■ Records excerpted from a collection:
= = = = = = =
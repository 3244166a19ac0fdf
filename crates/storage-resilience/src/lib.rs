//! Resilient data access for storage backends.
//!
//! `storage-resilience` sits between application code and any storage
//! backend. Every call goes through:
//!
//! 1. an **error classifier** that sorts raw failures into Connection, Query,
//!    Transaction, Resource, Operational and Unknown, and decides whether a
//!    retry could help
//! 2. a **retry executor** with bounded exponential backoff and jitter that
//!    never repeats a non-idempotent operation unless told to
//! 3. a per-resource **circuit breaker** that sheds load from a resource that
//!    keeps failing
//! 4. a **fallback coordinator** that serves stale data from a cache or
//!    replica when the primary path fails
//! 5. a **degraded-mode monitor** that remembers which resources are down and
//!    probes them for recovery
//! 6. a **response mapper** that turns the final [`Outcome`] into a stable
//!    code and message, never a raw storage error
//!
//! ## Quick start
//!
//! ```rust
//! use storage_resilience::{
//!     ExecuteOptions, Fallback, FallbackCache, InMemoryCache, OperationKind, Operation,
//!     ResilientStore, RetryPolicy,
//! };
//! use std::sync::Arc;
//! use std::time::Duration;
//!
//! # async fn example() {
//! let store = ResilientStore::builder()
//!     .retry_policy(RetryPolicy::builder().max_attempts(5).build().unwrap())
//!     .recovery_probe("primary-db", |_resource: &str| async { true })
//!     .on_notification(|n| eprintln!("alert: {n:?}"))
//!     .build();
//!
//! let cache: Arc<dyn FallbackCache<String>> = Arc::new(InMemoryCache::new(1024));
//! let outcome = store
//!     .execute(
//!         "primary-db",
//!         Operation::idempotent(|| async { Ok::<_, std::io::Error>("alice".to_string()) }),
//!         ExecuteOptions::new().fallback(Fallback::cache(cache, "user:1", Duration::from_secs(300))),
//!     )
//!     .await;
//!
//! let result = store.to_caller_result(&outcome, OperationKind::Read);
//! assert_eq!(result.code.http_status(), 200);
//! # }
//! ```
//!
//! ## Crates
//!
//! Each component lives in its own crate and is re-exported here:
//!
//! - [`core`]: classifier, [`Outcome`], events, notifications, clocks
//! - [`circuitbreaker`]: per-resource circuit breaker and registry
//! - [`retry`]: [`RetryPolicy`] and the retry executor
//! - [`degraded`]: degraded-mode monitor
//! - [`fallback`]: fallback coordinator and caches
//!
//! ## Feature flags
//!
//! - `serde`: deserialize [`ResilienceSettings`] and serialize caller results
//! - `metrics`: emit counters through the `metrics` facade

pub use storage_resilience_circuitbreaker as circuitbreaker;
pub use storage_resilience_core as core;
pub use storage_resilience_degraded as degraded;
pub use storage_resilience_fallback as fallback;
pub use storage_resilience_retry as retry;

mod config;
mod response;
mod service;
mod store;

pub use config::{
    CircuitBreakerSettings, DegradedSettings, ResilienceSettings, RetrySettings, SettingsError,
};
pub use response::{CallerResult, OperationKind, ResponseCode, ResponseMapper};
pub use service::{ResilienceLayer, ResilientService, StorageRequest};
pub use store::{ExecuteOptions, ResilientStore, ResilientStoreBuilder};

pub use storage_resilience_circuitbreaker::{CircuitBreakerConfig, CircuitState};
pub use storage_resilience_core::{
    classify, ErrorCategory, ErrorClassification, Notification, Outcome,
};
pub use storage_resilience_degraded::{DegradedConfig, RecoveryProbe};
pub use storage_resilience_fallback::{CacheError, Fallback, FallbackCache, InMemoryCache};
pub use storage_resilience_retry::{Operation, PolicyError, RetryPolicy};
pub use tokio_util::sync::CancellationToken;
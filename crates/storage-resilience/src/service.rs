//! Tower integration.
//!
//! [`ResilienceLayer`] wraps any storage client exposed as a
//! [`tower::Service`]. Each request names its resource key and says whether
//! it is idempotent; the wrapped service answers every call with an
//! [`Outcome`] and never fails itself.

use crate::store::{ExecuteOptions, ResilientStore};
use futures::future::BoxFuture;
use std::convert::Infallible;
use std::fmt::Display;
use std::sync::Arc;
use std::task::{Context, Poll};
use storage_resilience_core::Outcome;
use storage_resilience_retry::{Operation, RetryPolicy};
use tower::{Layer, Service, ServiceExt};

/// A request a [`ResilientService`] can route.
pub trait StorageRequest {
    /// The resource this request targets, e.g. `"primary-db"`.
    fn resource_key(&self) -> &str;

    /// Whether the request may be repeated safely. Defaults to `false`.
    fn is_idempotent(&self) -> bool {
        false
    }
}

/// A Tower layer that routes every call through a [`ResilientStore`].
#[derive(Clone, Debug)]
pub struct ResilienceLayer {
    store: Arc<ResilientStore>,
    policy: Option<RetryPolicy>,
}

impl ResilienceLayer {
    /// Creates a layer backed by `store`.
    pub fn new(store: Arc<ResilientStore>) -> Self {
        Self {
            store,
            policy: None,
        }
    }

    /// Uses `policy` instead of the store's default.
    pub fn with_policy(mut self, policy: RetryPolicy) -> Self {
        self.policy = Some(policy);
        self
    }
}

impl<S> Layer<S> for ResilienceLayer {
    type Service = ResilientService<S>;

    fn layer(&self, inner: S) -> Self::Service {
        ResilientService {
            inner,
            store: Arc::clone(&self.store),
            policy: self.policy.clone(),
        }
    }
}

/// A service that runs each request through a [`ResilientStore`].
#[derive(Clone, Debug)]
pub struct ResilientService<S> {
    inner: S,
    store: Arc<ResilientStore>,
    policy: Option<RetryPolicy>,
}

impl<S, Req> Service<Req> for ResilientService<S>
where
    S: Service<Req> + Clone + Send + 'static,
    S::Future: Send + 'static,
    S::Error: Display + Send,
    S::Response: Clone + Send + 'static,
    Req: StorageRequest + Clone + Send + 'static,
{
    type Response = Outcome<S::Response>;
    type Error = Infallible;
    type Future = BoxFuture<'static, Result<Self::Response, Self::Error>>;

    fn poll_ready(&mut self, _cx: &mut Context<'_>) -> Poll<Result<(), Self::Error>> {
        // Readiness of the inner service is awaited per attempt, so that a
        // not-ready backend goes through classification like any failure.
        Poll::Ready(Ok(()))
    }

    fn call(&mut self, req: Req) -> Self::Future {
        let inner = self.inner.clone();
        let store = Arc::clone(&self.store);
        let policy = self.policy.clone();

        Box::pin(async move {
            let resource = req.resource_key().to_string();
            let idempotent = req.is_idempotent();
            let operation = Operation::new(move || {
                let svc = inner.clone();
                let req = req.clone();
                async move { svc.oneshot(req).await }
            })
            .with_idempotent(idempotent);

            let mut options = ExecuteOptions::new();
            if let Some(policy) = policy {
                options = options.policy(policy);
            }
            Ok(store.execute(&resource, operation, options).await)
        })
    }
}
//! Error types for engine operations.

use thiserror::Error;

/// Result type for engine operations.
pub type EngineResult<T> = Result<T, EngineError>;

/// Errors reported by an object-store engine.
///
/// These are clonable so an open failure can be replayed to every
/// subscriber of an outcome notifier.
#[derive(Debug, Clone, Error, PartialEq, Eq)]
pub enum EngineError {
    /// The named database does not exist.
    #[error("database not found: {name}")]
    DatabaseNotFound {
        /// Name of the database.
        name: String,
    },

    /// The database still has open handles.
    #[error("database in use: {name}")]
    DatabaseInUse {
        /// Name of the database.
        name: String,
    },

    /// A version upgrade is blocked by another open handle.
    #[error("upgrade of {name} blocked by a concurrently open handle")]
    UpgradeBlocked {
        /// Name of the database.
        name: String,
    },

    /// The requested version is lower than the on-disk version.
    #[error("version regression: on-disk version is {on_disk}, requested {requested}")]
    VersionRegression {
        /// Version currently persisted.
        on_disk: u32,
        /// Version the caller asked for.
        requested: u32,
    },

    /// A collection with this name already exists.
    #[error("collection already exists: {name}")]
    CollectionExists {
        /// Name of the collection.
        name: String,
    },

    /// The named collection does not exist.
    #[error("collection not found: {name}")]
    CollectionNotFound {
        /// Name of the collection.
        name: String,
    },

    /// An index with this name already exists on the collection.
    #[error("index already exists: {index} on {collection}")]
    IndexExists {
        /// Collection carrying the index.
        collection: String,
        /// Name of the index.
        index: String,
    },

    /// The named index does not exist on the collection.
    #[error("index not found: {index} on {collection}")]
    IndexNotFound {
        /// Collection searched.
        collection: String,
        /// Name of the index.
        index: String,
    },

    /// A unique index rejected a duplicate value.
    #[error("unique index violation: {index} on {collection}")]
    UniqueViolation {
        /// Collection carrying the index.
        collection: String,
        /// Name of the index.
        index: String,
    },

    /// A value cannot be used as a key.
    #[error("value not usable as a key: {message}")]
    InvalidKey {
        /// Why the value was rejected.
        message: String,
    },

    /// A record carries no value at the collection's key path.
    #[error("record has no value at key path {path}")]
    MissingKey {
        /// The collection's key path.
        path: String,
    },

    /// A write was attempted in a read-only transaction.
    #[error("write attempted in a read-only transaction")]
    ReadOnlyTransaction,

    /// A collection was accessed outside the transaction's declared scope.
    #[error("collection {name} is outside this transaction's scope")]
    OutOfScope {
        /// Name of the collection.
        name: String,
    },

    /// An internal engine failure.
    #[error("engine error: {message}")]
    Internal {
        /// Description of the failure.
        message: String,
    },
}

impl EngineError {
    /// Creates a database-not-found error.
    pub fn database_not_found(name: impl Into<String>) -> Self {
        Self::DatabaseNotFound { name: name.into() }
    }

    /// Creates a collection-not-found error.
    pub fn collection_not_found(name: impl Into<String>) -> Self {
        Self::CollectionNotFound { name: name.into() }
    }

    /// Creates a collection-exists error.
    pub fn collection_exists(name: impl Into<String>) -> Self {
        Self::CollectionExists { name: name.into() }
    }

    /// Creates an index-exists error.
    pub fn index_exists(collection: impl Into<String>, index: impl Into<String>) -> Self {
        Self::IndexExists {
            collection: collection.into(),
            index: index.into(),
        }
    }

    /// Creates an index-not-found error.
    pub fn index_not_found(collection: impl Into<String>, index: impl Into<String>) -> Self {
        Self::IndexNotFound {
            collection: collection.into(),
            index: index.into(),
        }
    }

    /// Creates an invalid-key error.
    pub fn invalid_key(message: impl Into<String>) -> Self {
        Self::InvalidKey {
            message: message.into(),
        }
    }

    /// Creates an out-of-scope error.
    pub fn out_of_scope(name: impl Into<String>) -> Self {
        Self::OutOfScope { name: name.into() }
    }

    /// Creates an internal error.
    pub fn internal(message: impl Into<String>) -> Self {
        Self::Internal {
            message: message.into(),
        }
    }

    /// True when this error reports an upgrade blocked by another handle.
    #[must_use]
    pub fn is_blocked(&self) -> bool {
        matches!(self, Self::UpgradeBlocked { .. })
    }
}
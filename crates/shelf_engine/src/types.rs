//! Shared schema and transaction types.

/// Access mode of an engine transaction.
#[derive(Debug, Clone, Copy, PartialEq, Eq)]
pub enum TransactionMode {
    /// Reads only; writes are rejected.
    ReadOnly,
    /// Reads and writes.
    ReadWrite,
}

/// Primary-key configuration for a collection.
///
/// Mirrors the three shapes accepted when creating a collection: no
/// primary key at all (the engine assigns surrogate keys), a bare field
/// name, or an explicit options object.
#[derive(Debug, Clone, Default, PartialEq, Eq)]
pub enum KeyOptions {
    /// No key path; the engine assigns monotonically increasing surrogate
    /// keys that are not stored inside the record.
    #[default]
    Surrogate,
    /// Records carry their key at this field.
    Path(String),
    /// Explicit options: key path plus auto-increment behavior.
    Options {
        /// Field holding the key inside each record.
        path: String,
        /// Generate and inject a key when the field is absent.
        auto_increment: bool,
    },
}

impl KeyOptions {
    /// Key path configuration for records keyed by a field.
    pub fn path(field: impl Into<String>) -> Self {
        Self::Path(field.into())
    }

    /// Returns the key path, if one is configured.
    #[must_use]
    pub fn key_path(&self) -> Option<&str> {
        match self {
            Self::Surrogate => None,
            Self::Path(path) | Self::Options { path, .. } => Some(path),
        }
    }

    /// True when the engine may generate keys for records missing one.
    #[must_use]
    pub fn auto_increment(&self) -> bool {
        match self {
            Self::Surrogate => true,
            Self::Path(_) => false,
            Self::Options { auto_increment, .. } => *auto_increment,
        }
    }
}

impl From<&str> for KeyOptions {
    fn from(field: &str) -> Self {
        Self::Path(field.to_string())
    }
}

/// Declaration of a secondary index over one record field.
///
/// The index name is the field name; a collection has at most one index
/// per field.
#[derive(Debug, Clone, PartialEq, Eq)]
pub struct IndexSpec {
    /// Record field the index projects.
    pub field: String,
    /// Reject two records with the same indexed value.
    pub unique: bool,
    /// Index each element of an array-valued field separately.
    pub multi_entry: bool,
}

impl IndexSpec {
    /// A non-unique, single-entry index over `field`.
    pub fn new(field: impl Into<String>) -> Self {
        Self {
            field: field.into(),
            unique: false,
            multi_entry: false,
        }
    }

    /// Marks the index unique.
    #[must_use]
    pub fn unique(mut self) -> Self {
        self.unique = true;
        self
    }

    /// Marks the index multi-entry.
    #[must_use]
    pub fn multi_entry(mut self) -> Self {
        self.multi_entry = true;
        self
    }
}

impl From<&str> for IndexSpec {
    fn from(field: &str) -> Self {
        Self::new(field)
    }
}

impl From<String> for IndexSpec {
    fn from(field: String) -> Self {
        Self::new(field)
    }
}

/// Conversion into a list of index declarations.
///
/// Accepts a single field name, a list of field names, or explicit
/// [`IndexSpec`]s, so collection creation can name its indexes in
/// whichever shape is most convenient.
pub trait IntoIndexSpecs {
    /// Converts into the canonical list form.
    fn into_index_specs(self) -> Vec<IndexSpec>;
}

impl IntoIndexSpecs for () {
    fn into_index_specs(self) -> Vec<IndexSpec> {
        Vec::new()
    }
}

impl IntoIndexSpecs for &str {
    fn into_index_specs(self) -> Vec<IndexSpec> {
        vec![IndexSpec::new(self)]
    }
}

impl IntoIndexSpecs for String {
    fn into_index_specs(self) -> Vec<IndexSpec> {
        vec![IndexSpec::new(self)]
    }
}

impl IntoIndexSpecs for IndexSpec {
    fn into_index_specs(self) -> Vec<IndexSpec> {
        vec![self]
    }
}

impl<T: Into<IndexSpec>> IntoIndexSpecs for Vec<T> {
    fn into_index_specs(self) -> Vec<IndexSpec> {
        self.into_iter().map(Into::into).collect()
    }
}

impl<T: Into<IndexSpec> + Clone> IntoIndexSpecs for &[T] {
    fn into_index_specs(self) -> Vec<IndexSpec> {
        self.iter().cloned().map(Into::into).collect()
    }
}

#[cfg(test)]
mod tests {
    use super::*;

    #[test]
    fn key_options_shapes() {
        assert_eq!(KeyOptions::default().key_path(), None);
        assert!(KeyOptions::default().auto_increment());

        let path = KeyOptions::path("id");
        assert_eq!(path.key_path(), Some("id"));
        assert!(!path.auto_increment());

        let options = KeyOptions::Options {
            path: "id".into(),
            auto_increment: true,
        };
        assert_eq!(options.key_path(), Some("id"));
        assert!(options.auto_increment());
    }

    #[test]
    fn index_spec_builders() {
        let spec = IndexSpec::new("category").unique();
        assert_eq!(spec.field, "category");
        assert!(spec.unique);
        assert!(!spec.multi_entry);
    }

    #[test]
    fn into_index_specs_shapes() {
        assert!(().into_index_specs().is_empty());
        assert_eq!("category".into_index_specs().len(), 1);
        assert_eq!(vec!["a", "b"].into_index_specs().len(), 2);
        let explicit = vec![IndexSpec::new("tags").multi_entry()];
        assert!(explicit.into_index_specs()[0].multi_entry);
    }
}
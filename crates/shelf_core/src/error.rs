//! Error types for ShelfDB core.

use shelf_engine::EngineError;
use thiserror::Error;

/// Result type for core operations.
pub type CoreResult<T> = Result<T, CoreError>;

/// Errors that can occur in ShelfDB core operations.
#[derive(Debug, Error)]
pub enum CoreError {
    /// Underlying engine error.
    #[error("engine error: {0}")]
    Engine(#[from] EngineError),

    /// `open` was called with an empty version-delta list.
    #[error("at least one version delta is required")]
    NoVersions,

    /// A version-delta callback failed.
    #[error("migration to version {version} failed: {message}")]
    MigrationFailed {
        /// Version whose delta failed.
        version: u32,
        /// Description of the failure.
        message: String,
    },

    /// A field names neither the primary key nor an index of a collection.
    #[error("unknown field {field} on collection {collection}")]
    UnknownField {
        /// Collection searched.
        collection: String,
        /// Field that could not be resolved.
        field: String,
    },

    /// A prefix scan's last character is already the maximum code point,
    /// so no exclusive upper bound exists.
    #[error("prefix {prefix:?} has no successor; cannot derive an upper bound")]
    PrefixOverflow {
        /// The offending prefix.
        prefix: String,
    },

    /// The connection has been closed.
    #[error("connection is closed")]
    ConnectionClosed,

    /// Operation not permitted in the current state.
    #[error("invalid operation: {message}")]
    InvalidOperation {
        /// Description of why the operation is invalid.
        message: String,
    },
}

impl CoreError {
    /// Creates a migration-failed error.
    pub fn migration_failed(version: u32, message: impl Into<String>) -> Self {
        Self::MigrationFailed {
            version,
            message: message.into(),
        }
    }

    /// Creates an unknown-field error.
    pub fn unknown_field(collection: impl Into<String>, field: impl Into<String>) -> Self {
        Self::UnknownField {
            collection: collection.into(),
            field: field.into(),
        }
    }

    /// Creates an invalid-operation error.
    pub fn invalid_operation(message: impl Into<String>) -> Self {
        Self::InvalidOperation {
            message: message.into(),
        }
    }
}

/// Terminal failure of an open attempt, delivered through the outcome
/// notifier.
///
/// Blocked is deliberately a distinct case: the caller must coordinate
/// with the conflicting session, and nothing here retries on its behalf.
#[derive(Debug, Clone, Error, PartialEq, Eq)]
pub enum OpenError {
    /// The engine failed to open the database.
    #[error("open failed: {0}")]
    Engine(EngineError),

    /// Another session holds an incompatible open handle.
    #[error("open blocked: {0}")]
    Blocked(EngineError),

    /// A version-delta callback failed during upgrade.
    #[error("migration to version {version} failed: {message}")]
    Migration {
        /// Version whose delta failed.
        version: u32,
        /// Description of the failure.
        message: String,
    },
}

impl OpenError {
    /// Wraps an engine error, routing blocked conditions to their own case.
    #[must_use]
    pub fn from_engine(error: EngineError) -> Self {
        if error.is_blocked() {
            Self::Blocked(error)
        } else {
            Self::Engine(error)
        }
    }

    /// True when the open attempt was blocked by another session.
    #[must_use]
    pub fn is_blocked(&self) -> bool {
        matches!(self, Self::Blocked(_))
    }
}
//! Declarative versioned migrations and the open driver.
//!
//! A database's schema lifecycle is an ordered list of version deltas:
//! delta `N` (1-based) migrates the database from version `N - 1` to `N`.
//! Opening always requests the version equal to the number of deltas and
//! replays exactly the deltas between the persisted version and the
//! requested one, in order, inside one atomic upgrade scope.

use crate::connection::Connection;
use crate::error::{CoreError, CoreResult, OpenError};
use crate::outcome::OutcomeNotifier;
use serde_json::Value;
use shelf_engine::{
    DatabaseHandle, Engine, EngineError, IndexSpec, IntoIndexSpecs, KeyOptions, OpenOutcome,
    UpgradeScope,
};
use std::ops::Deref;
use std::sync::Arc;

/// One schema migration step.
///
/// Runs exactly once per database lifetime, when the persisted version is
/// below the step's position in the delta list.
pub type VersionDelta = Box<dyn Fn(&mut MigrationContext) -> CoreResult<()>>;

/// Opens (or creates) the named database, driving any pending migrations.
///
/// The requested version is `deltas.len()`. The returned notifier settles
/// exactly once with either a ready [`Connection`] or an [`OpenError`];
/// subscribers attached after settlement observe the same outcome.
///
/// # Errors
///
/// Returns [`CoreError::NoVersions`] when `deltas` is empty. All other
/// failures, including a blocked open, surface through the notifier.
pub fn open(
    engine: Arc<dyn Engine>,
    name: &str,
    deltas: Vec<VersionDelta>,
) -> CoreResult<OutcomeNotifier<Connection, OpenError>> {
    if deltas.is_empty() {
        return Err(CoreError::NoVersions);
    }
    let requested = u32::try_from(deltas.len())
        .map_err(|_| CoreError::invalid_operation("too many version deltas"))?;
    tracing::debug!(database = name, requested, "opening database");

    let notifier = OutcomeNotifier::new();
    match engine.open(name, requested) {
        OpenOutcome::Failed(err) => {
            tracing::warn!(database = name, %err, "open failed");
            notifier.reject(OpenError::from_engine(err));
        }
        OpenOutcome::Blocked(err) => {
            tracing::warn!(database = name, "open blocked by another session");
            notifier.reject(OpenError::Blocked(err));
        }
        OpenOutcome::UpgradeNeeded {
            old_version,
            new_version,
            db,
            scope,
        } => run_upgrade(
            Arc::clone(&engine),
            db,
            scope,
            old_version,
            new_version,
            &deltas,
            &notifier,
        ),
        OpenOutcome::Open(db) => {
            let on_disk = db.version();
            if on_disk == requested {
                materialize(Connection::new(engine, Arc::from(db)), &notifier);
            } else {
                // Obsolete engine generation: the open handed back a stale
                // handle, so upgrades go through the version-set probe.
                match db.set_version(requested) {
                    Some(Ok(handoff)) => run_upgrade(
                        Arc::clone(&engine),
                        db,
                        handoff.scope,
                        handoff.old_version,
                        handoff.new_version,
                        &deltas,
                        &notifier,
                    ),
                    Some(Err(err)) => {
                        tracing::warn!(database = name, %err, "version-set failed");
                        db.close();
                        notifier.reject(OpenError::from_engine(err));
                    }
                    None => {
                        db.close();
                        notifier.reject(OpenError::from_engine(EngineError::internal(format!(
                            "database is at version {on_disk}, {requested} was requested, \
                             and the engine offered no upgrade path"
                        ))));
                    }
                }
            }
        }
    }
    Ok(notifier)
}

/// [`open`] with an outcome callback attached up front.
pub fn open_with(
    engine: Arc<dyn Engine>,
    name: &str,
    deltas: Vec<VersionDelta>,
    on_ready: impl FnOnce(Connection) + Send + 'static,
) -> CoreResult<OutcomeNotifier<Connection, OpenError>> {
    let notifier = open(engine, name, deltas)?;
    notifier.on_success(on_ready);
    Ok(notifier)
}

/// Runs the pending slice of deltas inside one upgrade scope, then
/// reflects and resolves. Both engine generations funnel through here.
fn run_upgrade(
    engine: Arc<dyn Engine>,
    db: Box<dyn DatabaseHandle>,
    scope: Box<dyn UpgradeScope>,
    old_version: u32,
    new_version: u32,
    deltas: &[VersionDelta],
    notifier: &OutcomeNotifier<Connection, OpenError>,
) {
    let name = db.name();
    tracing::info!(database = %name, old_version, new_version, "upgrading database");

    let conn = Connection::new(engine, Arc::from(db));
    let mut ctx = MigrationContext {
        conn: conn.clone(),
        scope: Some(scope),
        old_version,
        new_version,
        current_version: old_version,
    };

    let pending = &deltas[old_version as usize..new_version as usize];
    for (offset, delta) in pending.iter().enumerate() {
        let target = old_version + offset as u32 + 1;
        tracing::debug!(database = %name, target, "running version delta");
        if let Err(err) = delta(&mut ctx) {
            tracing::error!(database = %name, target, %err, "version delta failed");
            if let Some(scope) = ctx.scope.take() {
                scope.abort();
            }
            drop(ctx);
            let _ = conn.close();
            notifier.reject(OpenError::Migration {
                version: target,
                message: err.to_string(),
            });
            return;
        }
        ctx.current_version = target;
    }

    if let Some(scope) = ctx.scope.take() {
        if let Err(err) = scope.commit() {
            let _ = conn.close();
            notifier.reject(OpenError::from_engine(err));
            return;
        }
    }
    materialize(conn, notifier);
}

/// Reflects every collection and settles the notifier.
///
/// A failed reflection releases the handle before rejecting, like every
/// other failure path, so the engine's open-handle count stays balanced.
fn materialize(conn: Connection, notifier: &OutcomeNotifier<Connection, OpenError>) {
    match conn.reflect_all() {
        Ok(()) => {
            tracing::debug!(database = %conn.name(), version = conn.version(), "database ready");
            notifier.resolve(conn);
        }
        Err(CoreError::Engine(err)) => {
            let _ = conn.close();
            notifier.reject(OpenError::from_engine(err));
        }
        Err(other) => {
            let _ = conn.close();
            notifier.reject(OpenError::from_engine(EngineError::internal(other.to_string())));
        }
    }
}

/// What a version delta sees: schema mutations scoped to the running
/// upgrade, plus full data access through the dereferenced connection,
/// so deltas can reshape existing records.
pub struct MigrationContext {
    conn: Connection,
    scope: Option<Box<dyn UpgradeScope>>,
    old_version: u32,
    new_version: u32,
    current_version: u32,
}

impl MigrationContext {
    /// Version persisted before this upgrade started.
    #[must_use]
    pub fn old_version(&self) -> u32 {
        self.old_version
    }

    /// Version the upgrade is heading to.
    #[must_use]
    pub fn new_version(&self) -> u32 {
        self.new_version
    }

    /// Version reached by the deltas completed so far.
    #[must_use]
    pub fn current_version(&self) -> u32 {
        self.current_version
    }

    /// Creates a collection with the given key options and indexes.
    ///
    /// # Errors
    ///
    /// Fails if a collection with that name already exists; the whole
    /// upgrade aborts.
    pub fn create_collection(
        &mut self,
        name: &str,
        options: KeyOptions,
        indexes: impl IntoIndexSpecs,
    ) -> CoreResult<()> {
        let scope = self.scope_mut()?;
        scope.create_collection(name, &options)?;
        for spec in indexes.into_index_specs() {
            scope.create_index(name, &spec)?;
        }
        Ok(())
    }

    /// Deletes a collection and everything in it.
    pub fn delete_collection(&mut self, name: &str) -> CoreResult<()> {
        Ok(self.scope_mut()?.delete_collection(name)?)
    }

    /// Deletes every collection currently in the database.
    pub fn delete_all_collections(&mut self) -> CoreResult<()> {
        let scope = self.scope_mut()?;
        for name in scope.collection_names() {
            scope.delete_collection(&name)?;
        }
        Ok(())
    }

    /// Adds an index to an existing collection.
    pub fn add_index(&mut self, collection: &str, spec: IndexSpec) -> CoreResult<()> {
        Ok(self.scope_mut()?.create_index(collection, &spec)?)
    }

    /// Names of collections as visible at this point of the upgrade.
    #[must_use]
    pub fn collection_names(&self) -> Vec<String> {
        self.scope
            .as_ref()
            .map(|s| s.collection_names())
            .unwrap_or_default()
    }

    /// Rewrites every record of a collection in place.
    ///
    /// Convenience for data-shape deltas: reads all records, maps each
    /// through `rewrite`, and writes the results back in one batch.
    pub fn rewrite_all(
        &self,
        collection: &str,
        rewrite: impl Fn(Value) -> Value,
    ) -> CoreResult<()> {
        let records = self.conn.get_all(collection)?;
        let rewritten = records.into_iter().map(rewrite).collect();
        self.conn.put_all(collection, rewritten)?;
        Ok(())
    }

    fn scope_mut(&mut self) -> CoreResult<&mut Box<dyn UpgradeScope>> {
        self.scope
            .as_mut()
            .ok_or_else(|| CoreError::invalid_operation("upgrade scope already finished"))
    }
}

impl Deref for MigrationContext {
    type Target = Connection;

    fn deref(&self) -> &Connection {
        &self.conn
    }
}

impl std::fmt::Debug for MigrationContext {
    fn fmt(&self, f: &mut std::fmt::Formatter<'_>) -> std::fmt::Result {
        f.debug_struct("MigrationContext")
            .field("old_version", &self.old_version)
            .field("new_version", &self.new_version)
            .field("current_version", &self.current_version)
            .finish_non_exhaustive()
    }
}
= = = = = = =
■ What to work on: Repeat each line of the data above, exactly as it appears, from the first through the line that contains "1. an **error".

■ Reply to the exercise:
repository 3244166a19ac0fdf
filename crates/storage-resilience/src/lib.rs
//! Resilient data access for storage backends.
//!
//! `storage-resilience` sits between application code and any storage
//! backend. Every call goes through:
//!
//! 1. an **error classifier** that sorts raw failures into Connection, Query,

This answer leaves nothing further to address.